Past Assemblies have been occasions for organisational
stock-taking, sharpening of PHM’s positions on key issues, and importantly, for
providing a vision and direction – both organisational and programmatic -- for
the future. The first Assembly (PHA1) in 2000 set in motion a process for the
formation of the People’s Health Movement in 2001. The People’s Health Charter,
adopted at the Assembly, continues to be the founding document for the PHM.

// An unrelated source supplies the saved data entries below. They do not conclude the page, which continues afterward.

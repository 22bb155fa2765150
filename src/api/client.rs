//! Client handle for the api special file.
//!
//! Tools find the api file by, in order: the `QUANTUMFS_API_PATH`
//! environment variable, a mount-table entry whose filesystem type is
//! `quantumfs` (exactly one must match), and finally upward traversal from
//! the current directory looking for an `api` entry carrying the sentinel
//! inode number 2.

use std::fs::{File, OpenOptions};
use std::io::{self, Read, Write};
use std::os::unix::fs::MetadataExt;
use std::path::{Path, PathBuf};

use serde::de::DeserializeOwned;
use serde::Serialize;
use tracing::debug;

use super::{
    command, error_code, AccessListResponse, AccessedRequest, ApiError, BranchRequest,
    DeleteWorkspaceRequest, EnableRootWriteRequest, ErrorResponse, ExtendedKey, GetBlockRequest,
    GetBlockResponse, InsertInodeRequest, MergeRequest, PathsAccessed, SetBlockRequest,
    SetWorkspaceImmutableRequest, SyncAllRequest, API_INODE, API_PATH_NAME, BUFFER_SIZE,
    ENV_API_PATH, FILESYSTEM_NAME,
};

/// Client-side failures.
#[derive(Debug)]
pub enum ClientError {
    /// The api file could not be found or spoken to.
    Io(io::Error),
    /// The daemon answered with a non-ok error code.
    Api(ApiError),
    /// The daemon's response did not parse.
    BadResponse(serde_json::Error),
}

impl From<io::Error> for ClientError {
    fn from(err: io::Error) -> Self {
        ClientError::Io(err)
    }
}

impl From<ApiError> for ClientError {
    fn from(err: ApiError) -> Self {
        ClientError::Api(err)
    }
}

impl std::fmt::Display for ClientError {
    fn fmt(&self, f: &mut std::fmt::Formatter<'_>) -> std::fmt::Result {
        match self {
            ClientError::Io(err) => write!(f, "api io failure: {err}"),
            ClientError::Api(err) => write!(f, "{err}"),
            ClientError::BadResponse(err) => write!(f, "unparseable api response: {err}"),
        }
    }
}

pub type ClientResult<T> = Result<T, ClientError>;

/// Locates the api file.
pub fn find_api_path() -> io::Result<PathBuf> {
    if let Ok(path) = std::env::var(ENV_API_PATH) {
        return Ok(PathBuf::from(path));
    }
    if let Some(path) = api_path_from_mounts(Path::new("/proc/self/mounts"))? {
        return Ok(path);
    }
    if let Some(path) = api_path_by_ascent(&std::env::current_dir()?) {
        return Ok(path);
    }
    Err(io::Error::new(io::ErrorKind::NotFound, "no quantumfs api file found"))
}

/// Scans a mounts table for quantumfs entries; a unique match yields its api
/// path, several matches yield none (ambiguous).
fn api_path_from_mounts(mounts: &Path) -> io::Result<Option<PathBuf>> {
    let table = match std::fs::read_to_string(mounts) {
        Ok(table) => table,
        Err(_) => return Ok(None),
    };
    let mut found = None;
    for line in table.lines() {
        let mut fields = line.split_whitespace();
        let (Some(_device), Some(mountpoint), Some(fstype)) =
            (fields.next(), fields.next(), fields.next())
        else {
            continue;
        };
        if fstype != FILESYSTEM_NAME {
            continue;
        }
        if found.is_some() {
            debug!("multiple quantumfs mounts, refusing to guess");
            return Ok(None);
        }
        found = Some(PathBuf::from(mountpoint).join(API_PATH_NAME));
    }
    Ok(found)
}

/// Walks from `start` toward `/`, returning the first `api` entry with the
/// sentinel inode.
fn api_path_by_ascent(start: &Path) -> Option<PathBuf> {
    let mut dir = start.to_path_buf();
    loop {
        let candidate = dir.join(API_PATH_NAME);
        if let Ok(metadata) = std::fs::metadata(&candidate) {
            if metadata.ino() == API_INODE {
                return Some(candidate);
            }
        }
        if !dir.pop() {
            return None;
        }
    }
}

/// A connection to the daemon through the api file.
pub struct Api {
    file: File,
}

impl Api {
    /// Connects via the discovery order documented on [`find_api_path`].
    pub fn connect() -> io::Result<Self> {
        Self::connect_at(&find_api_path()?)
    }

    pub fn connect_at(path: &Path) -> io::Result<Self> {
        let file = OpenOptions::new().read(true).write(true).open(path)?;
        Ok(Self { file })
    }

    /// Writes one request and reads the full response in
    /// [`BUFFER_SIZE`]-sized chunks until a short read.
    fn send(&mut self, request: &[u8]) -> io::Result<Vec<u8>> {
        self.file.write_all(request)?;
        let mut response = Vec::new();
        let mut chunk = [0u8; BUFFER_SIZE];
        loop {
            let n = self.file.read(&mut chunk)?;
            response.extend_from_slice(&chunk[..n]);
            if n < BUFFER_SIZE {
                return Ok(response);
            }
        }
    }

    fn round_trip<Req: Serialize, Resp: DeserializeOwned>(
        &mut self,
        request: &Req,
    ) -> ClientResult<Resp> {
        let bytes = serde_json::to_vec(request).map_err(ClientError::BadResponse)?;
        let response = self.send(&bytes)?;
        let envelope: ErrorResponse =
            serde_json::from_slice(&response).map_err(ClientError::BadResponse)?;
        if envelope.error_code != error_code::OK {
            return Err(ClientError::Api(ApiError::new(envelope.error_code, envelope.message)));
        }
        serde_json::from_slice(&response).map_err(ClientError::BadResponse)
    }

    fn round_trip_ok<Req: Serialize>(&mut self, request: &Req) -> ClientResult<()> {
        let _: ErrorResponse = self.round_trip(request)?;
        Ok(())
    }

    /// Branches `src` into the not-yet-existing workspace `dst`.
    pub fn branch(&mut self, src: &str, dst: &str) -> ClientResult<()> {
        self.round_trip_ok(&BranchRequest {
            command_id: command::BRANCH_REQUEST,
            src: src.to_owned(),
            dst: dst.to_owned(),
        })
    }

    /// Fetches the accessed-path list of a workspace.
    pub fn get_accessed(&mut self, workspace: &str) -> ClientResult<PathsAccessed> {
        let response: AccessListResponse = self.round_trip(&AccessedRequest {
            command_id: command::GET_ACCESSED,
            workspace_root: workspace.to_owned(),
        })?;
        Ok(response.paths)
    }

    pub fn clear_accessed(&mut self, workspace: &str) -> ClientResult<()> {
        self.round_trip_ok(&AccessedRequest {
            command_id: command::CLEAR_ACCESSED,
            workspace_root: workspace.to_owned(),
        })
    }

    /// Flushes all dirty state to the object store.
    pub fn sync_all(&mut self) -> ClientResult<()> {
        self.round_trip_ok(&SyncAllRequest { command_id: command::SYNC_ALL })
    }

    /// Places an existing object at `dst_path` (`t/n/w/path...`).
    pub fn insert_inode(
        &mut self,
        dst_path: &str,
        key: &ExtendedKey,
        uid: u32,
        gid: u32,
        permissions: u32,
    ) -> ClientResult<()> {
        self.round_trip_ok(&InsertInodeRequest {
            command_id: command::INSERT_INODE,
            dst_path: dst_path.to_owned(),
            key: key.to_hex(),
            uid,
            gid,
            permissions,
        })
    }

    pub fn delete_workspace(&mut self, workspace: &str) -> ClientResult<()> {
        self.round_trip_ok(&DeleteWorkspaceRequest {
            command_id: command::DELETE_WORKSPACE,
            workspace_path: workspace.to_owned(),
        })
    }

    /// Stores a block in the tool-visible key namespace.
    pub fn set_block(&mut self, key: &[u8], data: &[u8]) -> ClientResult<()> {
        self.round_trip_ok(&SetBlockRequest {
            command_id: command::SET_BLOCK,
            key: key.to_vec(),
            data: data.to_vec(),
        })
    }

    pub fn get_block(&mut self, key: &[u8]) -> ClientResult<Vec<u8>> {
        let response: GetBlockResponse = self.round_trip(&GetBlockRequest {
            command_id: command::GET_BLOCK,
            key: key.to_vec(),
        })?;
        Ok(response.data)
    }

    pub fn enable_root_write(&mut self, workspace: &str) -> ClientResult<()> {
        self.round_trip_ok(&EnableRootWriteRequest {
            command_id: command::ENABLE_ROOT_WRITE,
            workspace: workspace.to_owned(),
        })
    }

    pub fn set_workspace_immutable(&mut self, workspace: &str) -> ClientResult<()> {
        self.round_trip_ok(&SetWorkspaceImmutableRequest {
            command_id: command::SET_WORKSPACE_IMMUTABLE,
            workspace_path: workspace.to_owned(),
        })
    }

    /// Three-way merge of `remote` into `local` against `base` (empty base
    /// selects the null workspace).
    pub fn merge_workspaces(
        &mut self,
        base: &str,
        remote: &str,
        local: &str,
        prefer: &str,
    ) -> ClientResult<()> {
        self.round_trip_ok(&MergeRequest {
            command_id: command::MERGE_WORKSPACES,
            prefer: prefer.to_owned(),
            base_workspace: base.to_owned(),
            remote_workspace: remote.to_owned(),
            local_workspace: local.to_owned(),
        })
    }
}

#[cfg(test)]
mod tests {
    use super::*;

    #[test]
    fn test_mount_scan_single_match() {
        let dir = tempfile::tempdir().unwrap();
        let mounts = dir.path().join("mounts");
        std::fs::write(
            &mounts,
            "proc /proc proc rw 0 0\n\
             qfs /mnt/quantumfs quantumfs rw 0 0\n\
             tmpfs /tmp tmpfs rw 0 0\n",
        )
        .unwrap();
        let found = api_path_from_mounts(&mounts).unwrap();
        assert_eq!(found, Some(PathBuf::from("/mnt/quantumfs/api")));
    }

    #[test]
    fn test_mount_scan_ambiguous() {
        let dir = tempfile::tempdir().unwrap();
        let mounts = dir.path().join("mounts");
        std::fs::write(
            &mounts,
            "qfs /mnt/a quantumfs rw 0 0\nqfs /mnt/b quantumfs rw 0 0\n",
        )
        .unwrap();
        assert_eq!(api_path_from_mounts(&mounts).unwrap(), None);
    }

    #[test]
    fn test_mount_scan_no_match() {
        let dir = tempfile::tempdir().unwrap();
        let mounts = dir.path().join("mounts");
        std::fs::write(&mounts, "proc /proc proc rw 0 0\n").unwrap();
        assert_eq!(api_path_from_mounts(&mounts).unwrap(), None);
    }

    #[test]
    fn test_ascent_requires_sentinel_inode() {
        // A regular file named "api" almost never lands on inode 2, so the
        // ascent must walk past it.
        let dir = tempfile::tempdir().unwrap();
        let nested = dir.path().join("a/b");
        std::fs::create_dir_all(&nested).unwrap();
        std::fs::write(dir.path().join("api"), b"decoy").unwrap();

        let found = api_path_by_ascent(&nested);
        if let Some(path) = found {
            assert_eq!(std::fs::metadata(&path).unwrap().ino(), API_INODE);
        }
    }
}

PHA-II, organised in Cuenca in 2005, discussed in detail PHM’s engagement with
the Right to Health campaign, and led to the expansion of activities related to
Right to Health in many countries. Organisationally, a major expansion of PHM
was possible subsequent to the second Assembly, especially in Africa. The Third
People’s Assembly in Cape Town in 2012 culminated in the adoption of the Cape
Town Declaration, which deepened the discussions in the People’s Health Charter
regarding the social and structural determinants of health. The Assembly also
included spaces for different regional structures of PHM to debate on
strategies for organisational strengthening at the regional level. Several
outcomes of the Third Assembly are reflected in fresh perspectives that have
strengthened PHM’s global programmes. PHM’s organisational reach and activities
have grown significantly in the European region. The Third assembly also saw a
transition in PHM’s organisational structures with introduction of the
principles of continuity and change in PHM’s governance structure. This has
resulted in the inclusion of new and young activists at all levels of PHM’s
governance structure. The emphasis on involving young activists is also
reflected in PHM’s global programmes such as the WHO Watch and IPHU, both of
which involve capacity building of youth with a view to engendering their
involvement in PHM’s activities.
The Fourth People’s Health Assembly is being designed
to facilitate discussions and debates on policies and core positions of the
health movement, to advance activities and build and strengthen common
activities and struggles related to PHM’s ‘Health for All’ programme around
different thematic axes -- such as health systems, food and nutrition, Gender
and health, access to medicines, trade and health, extractive industries,
labour and health, etc. – and will be preceded by capacity building modules
(through PHM’s IPHU programme) for young health activists. The assembly will
also have space for several workshops, which will allow issues and experiences
to be share and debated. The Assembly will also be about celebration of a
counter culture on health and healthcare and about a reaffirmation of
solidarity involving activists from over 80 countries of the world. It will be
an unique opportunity to exchange experiences of working in different
countries, and importantly of building common agendas for interventions and
struggles on a range of issues.
The Assembly will be preceded by regional and local
Assemblies and other forms of mobilisations in different countries. Special
attention would be directed at supporting young activists to attend and
participate in the Assembly in Dhaka and in pre-Assembly activities.